Menariknya, karena Umiyati memiliki latar belakang (basic) di bidang kesehatan, obrolan santai pun mengalir seputar kronologi penyakit hingga bertukar saran medis sesuai keilmuan yang ia miliki.
Suasana berubah haru sekaligus mengejutkan saat rombongan tiba di rumah Ketua RW 04. Pria yang dikenal warga sebagai sosok kooperatif, berkinerja totalitas dan sangat dicintai warganya itu mengalami perubahan fisik yang drastis.
”Saya sempat agak syok melihat kondisi Pak RW 04 yang sekarang terlihat sangat kurus, padahal awalnya beliau cukup gemuk,” tuturnya.
Di sela-sela rasa prihatinnya, berbekal pengetahuan agamanya, Lurah Umiyati secara khusus merapalkan doa kesembuhan dalam bahasa Arab.
Doa yang dipanjatkan secara khusyuk itu seketika mengalirkan kehangatan, diamini dengan mata berkaca-kaca oleh sang Ketua RW, sang istri, serta seluruh jajaran kelurahan yang hadir.
Menanggapi stigma bahwa tugas seorang Lurah seharusnya fokus pada urusan administratif di dalam kantor, Umiyati memberikan pandangan yang bijaksana.
”Tidak bisa disalahkan anggapan bahwa administrasi itu di kantor, karena warga memang datang ke sana untuk pelayanan. Tapi, manakala terjadi sesuatu di lapangan, sudah menjadi kewajiban bagi Lurah dan aparat Kelurahan untuk menindaklanjuti. Itu adalah sebuah kewajiban, kita harus pimpin,” tegas Umiyati.
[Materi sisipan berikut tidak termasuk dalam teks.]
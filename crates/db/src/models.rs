use chrono::{DateTime, Utc};
use serde::{Deserialize, Serialize};
use sqlx::types::Json;
use sqlx::FromRow;
use std::str::FromStr;
use uuid::Uuid;

use salonbook_core::errors::BookingError;
use salonbook_core::models::{
    reservation::{Reservation, ReservationStatus},
    salon::Salon,
    service::Service,
    staff::Staff,
    user::User,
};
use salonbook_core::scheduling::WorkingHours;

#[derive(Debug, Clone, Serialize, Deserialize, FromRow)]
pub struct DbSalon {
    pub id: Uuid,
    pub name: String,
    pub description: String,
    pub address: String,
    pub phone: String,
    pub email: String,
    pub website: String,
    pub image_url: String,
    pub created_at: DateTime<Utc>,
    pub updated_at: DateTime<Utc>,
}

impl From<DbSalon> for Salon {
    fn from(row: DbSalon) -> Self {
        Salon {
            id: row.id,
            name: row.name,
            description: row.description,
            address: row.address,
            phone: row.phone,
            email: row.email,
            website: row.website,
            image_url: row.image_url,
            created_at: row.created_at,
        }
    }
}

#[derive(Debug, Clone, Serialize, Deserialize, FromRow)]
pub struct DbStaff {
    pub id: Uuid,
    pub salon_id: Uuid,
    pub name: String,
    pub description: String,
    pub specialties: Vec<String>,
    pub experience_years: i32,
    /// Validated on decode: invalid JSON in this column fails the query
    /// instead of producing a silently-empty schedule.
    pub working_hours: Json<WorkingHours>,
    pub is_active: bool,
    pub created_at: DateTime<Utc>,
    pub updated_at: DateTime<Utc>,
}

impl From<DbStaff> for Staff {
    fn from(row: DbStaff) -> Self {
        Staff {
            id: row.id,
            salon_id: row.salon_id,
            name: row.name,
            description: row.description,
            specialties: row.specialties,
            experience_years: row.experience_years,
            working_hours: row.working_hours.0,
            is_active: row.is_active,
            created_at: row.created_at,
        }
    }
}

#[derive(Debug, Clone, Serialize, Deserialize, FromRow)]
pub struct DbService {
    pub id: Uuid,
    pub salon_id: Uuid,
    pub name: String,
    pub description: String,
    pub price: i32,
    pub duration_minutes: i32,
    pub category: String,
    pub is_active: bool,
    pub created_at: DateTime<Utc>,
    pub updated_at: DateTime<Utc>,
}

impl From<DbService> for Service {
    fn from(row: DbService) -> Self {
        Service {
            id: row.id,
            salon_id: row.salon_id,
            name: row.name,
            description: row.description,
            price: row.price,
            duration_minutes: row.duration_minutes,
            category: row.category,
            is_active: row.is_active,
            created_at: row.created_at,
        }
    }
}

#[derive(Debug, Clone, Serialize, Deserialize, FromRow)]
pub struct DbUser {
    pub id: Uuid,
    pub email: String,
    pub password_hash: String,
    pub name: String,
    pub phone: String,
    pub role: String,
    pub created_at: DateTime<Utc>,
    pub updated_at: DateTime<Utc>,
}

impl From<DbUser> for User {
    fn from(row: DbUser) -> Self {
        User {
            id: row.id,
            email: row.email,
            name: row.name,
            phone: row.phone,
            role: row.role,
            created_at: row.created_at,
        }
    }
}

#[derive(Debug, Clone, Serialize, Deserialize, FromRow)]
pub struct DbReservation {
    pub id: Uuid,
    pub salon_id: Uuid,
    pub staff_id: Uuid,
    pub user_id: Uuid,
    pub service_id: Uuid,
    pub start_time: DateTime<Utc>,
    pub end_time: DateTime<Utc>,
    pub status: String,
    pub notes: String,
    pub total_price: i32,
    pub created_at: DateTime<Utc>,
    pub updated_at: DateTime<Utc>,
}

impl TryFrom<DbReservation> for Reservation {
    type Error = BookingError;

    fn try_from(row: DbReservation) -> Result<Self, Self::Error> {
        Ok(Reservation {
            id: row.id,
            salon_id: row.salon_id,
            staff_id: row.staff_id,
            user_id: row.user_id,
            service_id: row.service_id,
            start_time: row.start_time,
            end_time: row.end_time,
            status: ReservationStatus::from_str(&row.status)?,
            notes: row.notes,
            total_price: row.total_price,
            created_at: row.created_at,
        })
    }
}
Aksi humanis ini nyatanya bukan sekadar pencitraan sesaat. Hal ini ditegaskan oleh Solikul Akmal, Kasi Trantibum Kelurahan Sukatani, yang kerap mendampingi sang Lurah di lapangan.
Menurut Akmal, kepedulian Bu Lurah telah menjadi kebiasaan lama yang melekat erat pada gaya kepemimpinannya.
Bu Lurah tidak hanya bergerak cepat saat mendengar ada pengurus RT atau RW yang sakit atau meninggal dunia, melainkan juga kepada warga biasa.
”Bukan cuma pengurus RT/RW, warga biasa pun beberapa kali saya saksikan sendiri beliau datang menjenguk. Beliau memandang bahwa seluruh warga di Kelurahan Sukatani harus diayomi oleh pimpinannya,” ungkap Akmal.
Melalui aksi nyata ini, Kelurahan Sukatani tidak hanya menunjukkan tata kelola birokrasi yang sigap, namun juga wajah pemerintahan yang penuh empati dan rasa kekeluargaan. (*)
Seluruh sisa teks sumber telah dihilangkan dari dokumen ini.